The citizens of Texas are disserved when federal judges substitute their notions of fairness in place of officials elected to make these kinds of policy decisions and judgment calls. Whether or not Williams, Jr. is allowed to participate in the June 3 McCallum High School Graduation Ceremony, the Court does not believe the public interest is substantially effected. Granting Williams, Jr., or any other student who has failed the TAAS, a diploma, however, may disserve the public interest. If, as adjudged by the Texas Legislature, the elected State Board of Education, and the TEA, the ability to pass the TAAS does indicate that a student has received an acceptable level of education and is prepared to enter the work force or proceed on with higher education, then allowing students who have not passed the TAAS to receive a diploma harms the public. The citizens of Texas have a right to expect that a high school graduate is educated and that a diploma is not a meaningless piece of paper.


The Court declines to enter a temporary restraining order or a preliminary injunction. Williams has not shown this Court that he is likely to succeed on the merits or that his son will be irreparably harmed if a preliminary injunction is not issued. The decisions to not grant Williams' son a diploma or allow him to participate in the June 3, 1992, McCallum High School Graduation Ceremony are decisions belonging to the AISD, the Texas Education Agency, and the Texas Legislature. There being no clear showing of a constitutional injury absent the granting of preliminary injunctive relief, this Court will not interfere with those decisions at this time.

Furthermore, the Court has reviewed Judge William Wayne Justice's opinion of May 29, 1992, in Crump v. Gilmer Indep. School Dist., 797 F. Supp. 552, which was both the catalyst and basis of the filing of this lawsuit by Williams. While the contentions and supporting evidence of these cases are obviously dissimilar, this Court is also in basic disagreement with Judge Justice. The right of a free public education in Texas is a Texas constitutional right, and the level of education and academic achievement necessary to obtain a diploma from a Texas high school is appropriately a judgment call for the persons elected for that state responsibility and those experienced persons responsible for educating and preparing students to achieve the established level of competence. Any interference in this process is simply destructive to the attempts by the state to salvage its educational system, and this includes interference by the federal judiciary.

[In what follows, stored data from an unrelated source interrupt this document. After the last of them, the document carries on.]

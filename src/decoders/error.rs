use thiserror::Error;

/// Everything that can go wrong while decoding a raw file.
///
/// Only [`RawError::Io`] is recoverable: once the pixel buffer exists a
/// truncated or inconsistent stream is recorded on the image with
/// [`RawImage::set_error`](crate::RawImage::set_error) and the partially
/// filled buffer is still returned. All other variants abort the operation.
#[derive(Debug, Clone, PartialEq, Error)]
pub enum RawError {
  /// Fewer directories with strip offsets than the format expects
  #[error("{0}: No image data found")]
  NoImageData(&'static str),

  #[error("{0}: Model name not found")]
  ModelNotFound(&'static str),

  #[error("{0}: Make name not found")]
  MakeNotFound(&'static str),

  #[error("{format}: Couldn't find tag {tag}")]
  MissingTag { format: &'static str, tag: String },

  /// A tag was read with a type its field type can't provide
  #[error("Tag {tag} has type {typ}, can't read it as {expected}")]
  WrongType { tag: String, typ: u16, expected: &'static str },

  #[error("Tag {tag} has {count} values, can't read index {index}")]
  MissingValue { tag: String, count: usize, index: usize },

  #[error("Invalid image dimensions {width}x{height}")]
  InvalidDimensions { width: usize, height: usize },

  #[error("Couldn't find camera \"{make}\" \"{model}\" mode \"{mode}\"")]
  UnknownCamera { make: String, model: String, mode: String },

  #[error("Camera \"{make}\" \"{model}\" is explicitly not supported")]
  UnsupportedCamera { make: String, model: String },

  #[error("Unsupported format: {0}")]
  UnsupportedFormat(String),

  #[error("TIFF: {0}")]
  Tiff(String),

  #[error("Camera catalog: {0}")]
  Catalog(String),

  /// Stream truncation or inconsistency inside the compressed data
  #[error("{0}")]
  Io(String),

  /// The decompressor was asked for something it can't do
  #[error("{0}")]
  Decoder(String),

  #[error("Decoding panicked: {0}")]
  Panic(String),
}

impl RawError {
  /// True for failures that leave an already allocated image usable.
  pub fn is_io(&self) -> bool {
    match self {
      RawError::Io(_) => true,
      _ => false,
    }
  }
}

impl From<std::io::Error> for RawError {
  fn from(err: std::io::Error) -> RawError {
    RawError::Io(err.to_string())
  }
}

#[cfg(test)]
mod tests {
  use super::*;

  #[test]
  fn structural_messages_name_the_failure_site() {
    assert_eq!(RawError::NoImageData("3FR").to_string(), "3FR: No image data found");
    assert_eq!(RawError::ModelNotFound("3FR").to_string(), "3FR: Model name not found");
    assert_eq!(RawError::MakeNotFound("3FR").to_string(), "3FR: Make name not found");
  }

  #[test]
  fn only_io_is_soft() {
    assert!(RawError::Io("truncated".to_string()).is_io());
    assert!(!RawError::Decoder("bad header".to_string()).is_io());
    assert!(!RawError::NoImageData("3FR").is_io());
  }

  #[test]
  fn io_messages_are_verbatim() {
    let err = RawError::Io("Hasselblad: stream truncated at row 7".to_string());
    assert_eq!(err.to_string(), "Hasselblad: stream truncated at row 7");
  }
}
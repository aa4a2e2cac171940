use std::env;
use std::fs::File;
use std::io::prelude::*;
use std::path::Path;

use glob::glob;
use toml::Value;
use rustc_version::version;

fn main() {
  let out_dir = env::var("OUT_DIR").unwrap();
  let dest_path = Path::new(&out_dir).join("all.toml");
  let mut out = File::create(dest_path).unwrap();

  println!("cargo:rerun-if-changed=data/cameras");

  let mut paths: Vec<_> = glob("./data/cameras/*/**/*.toml")
    .expect("Failed to read glob pattern")
    .map(|entry| entry.unwrap())
    .collect();
  // Catalog lookups are first-match, keep the joined file stable across filesystems
  paths.sort();

  for path in paths {
    println!("cargo:rerun-if-changed={}", path.display());
    let mut f = File::open(path.clone()).unwrap();
    let mut toml = String::new();
    f.read_to_string(&mut toml).unwrap();
    if let Err(e) = toml.parse::<Value>() {
      panic!("Error parsing {:?}: {:?}", path, e);
    }
    out.write_all(b"[[cameras]]\n").unwrap();
    out.write_all(&toml.into_bytes()).unwrap();
    out.write_all(b"\n").unwrap();
  }

  let rustc = version().unwrap();
  println!("cargo:rustc-env=THREEFR_RUSTC_VERSION={}", rustc);
}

[1] Williams told the Court he decided to file this lawsuit after reading in the newspaper that Federal Judge William Wayne Justice had ordered the Gilmer Independent School District to allow two students, who had failed the TAAS but completed their other graduation requirements, to participate in the Gilmer High School Graduation Ceremony. Williams' opinion on the difficulty of the TAAS presumably came at least partially from that newspaper article and his son.

[2] Williams is representing his son pro se.

[3] In the case of students entering high school beginning in 1984, but before the TAAS replaced earlier versions of the examination, the guide would presumably have discussed the earlier version of the mandatory examination. In either case, however, students would have been made aware that passage of some final comprehensive examination was a prerequisite to graduation from McCallum High School.

[4] Recall Williams, Jr. failed only the math portion of the TAAS.

[5] A "closed test" means teachers and AISD officials are not allowed to view the contents of the test or students' answers.

[6] Penny Miller, McCallum High School Principal, testified that principals from all the high schools in the Austin Independent School District held a meeting approximately two weeks ago to decide whether students who had failed the TAAS should be allowed to participate in this spring's graduation ceremonies.